Abstract

Clean energy conversion is a core approach and development trend to tackle climate change, while the severe drawbacks such as supply deficiency and cost increase restrict regional sustainable development. This paper employs a natural experiment of coal-to-gas conversion of the Chinese government to study the effect of such policy on regional sustainable development, as well as the underlying mechanism. Based on a city-level dataset from 2006 to 2019, this paper measure green total factor productivity (GTFP) using data envelopment analysis (DEA) combined with the Malmquist‒Luenberger productivity index. Then, this paper evaluates the impact of the CTG policy in pilot cities using the Difference-in-Difference (DID) with Propensity Score Matching (PSM) approach. This paper finds that the CTG policy increased the GTFP of the pilot cities by 2.25% (0.0229/1.02).
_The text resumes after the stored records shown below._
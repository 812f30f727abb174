//! The compiler: AST in, assembled bytecode out.
//!
//! Compilation runs in three stages. A pre-pass ([`hoist`]) splits the
//! program into code blocks and gathers hoisted declarations; the code
//! generator ([`codegen`]) lowers each block into symbolic instructions;
//! the [`assembler`] resolves labels and packs the final byte stream.

pub mod assembler;
pub mod codegen;
pub mod disasm;
pub mod emitter;
pub mod hoist;
pub mod opcode;

use std::sync::Arc;

use rustc_hash::FxHashMap;
use tracing::debug;

use crate::ast::Program;
use crate::Result;

pub use emitter::{Emitter, Instruction};
pub use opcode::Opcode;

/// Monotonic id generator for minting collision-free label names within a
/// single compilation.
#[derive(Debug)]
pub struct UniqueId {
    next: u64,
}

impl UniqueId {
    /// Creates a generator starting at 1.
    pub fn new() -> Self {
        Self { next: 1 }
    }

    /// Returns the current counter as lowercase hex and increments it.
    pub fn get(&mut self) -> String {
        let id = format!("{:x}", self.next);
        self.next += 1;
        id
    }

    /// Resets the counter to 1.
    pub fn clear(&mut self) {
        self.next = 1;
    }
}

impl Default for UniqueId {
    fn default() -> Self {
        Self::new()
    }
}

/// An assembled program: the shared code buffer, the entry address of the
/// script root, and the resolved label table (kept for tooling).
#[derive(Debug, Clone)]
pub struct CompiledProgram {
    /// The assembled byte stream, shared read-only with every closure.
    pub code: Arc<[u8]>,
    /// Absolute offset of the script-root label.
    pub entry: u32,
    /// Every label resolved during assembly.
    pub labels: FxHashMap<String, u32>,
}

/// Compiles a parsed program into bytecode.
pub fn compile(program: &Program) -> Result<CompiledProgram> {
    let mut uid = UniqueId::new();
    let table = hoist::discover_blocks(program, &mut uid)?;
    let root_label = table.root().label.clone();

    let emitter = codegen::CodeGen::new(&table, uid).generate()?;
    let (bytes, labels) = assembler::assemble(emitter.instructions())?;
    let entry = labels[&root_label];

    debug!(
        blocks = table.blocks.len(),
        bytes = bytes.len(),
        entry,
        "compiled program"
    );

    Ok(CompiledProgram {
        code: Arc::from(bytes),
        entry,
        labels,
    })
}

#[cfg(test)]
mod tests {
    use super::*;

    #[test]
    fn test_unique_id_sequence() {
        let mut uid = UniqueId::new();
        assert_eq!(uid.get(), "1");
        assert_eq!(uid.get(), "2");
        for _ in 0..13 {
            uid.get();
        }
        assert_eq!(uid.get(), "10"); // hex
    }

    #[test]
    fn test_unique_id_clear() {
        let mut uid = UniqueId::new();
        uid.get();
        uid.get();
        uid.clear();
        assert_eq!(uid.get(), "1");
    }
}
A series of robustness tests confirmed the findings. Subsequent mechanism analysis shows that the CTG policy increases the GTFP of pilot cities mainly by increasing technical efficiency. In addition, the mechanism of the CTG policy's impact differs between central and noncentral cities. In particular, the CTG policy increases the technological innovation indicator (TC) of provincial capital cities by 2.35% while it increases the technical efficiency indicator (EC) of other cities by 1.89%, which proves the Porter effect in provincial capital cities. Finally, several implications are provided for policymakers to promote other types of renewable energy.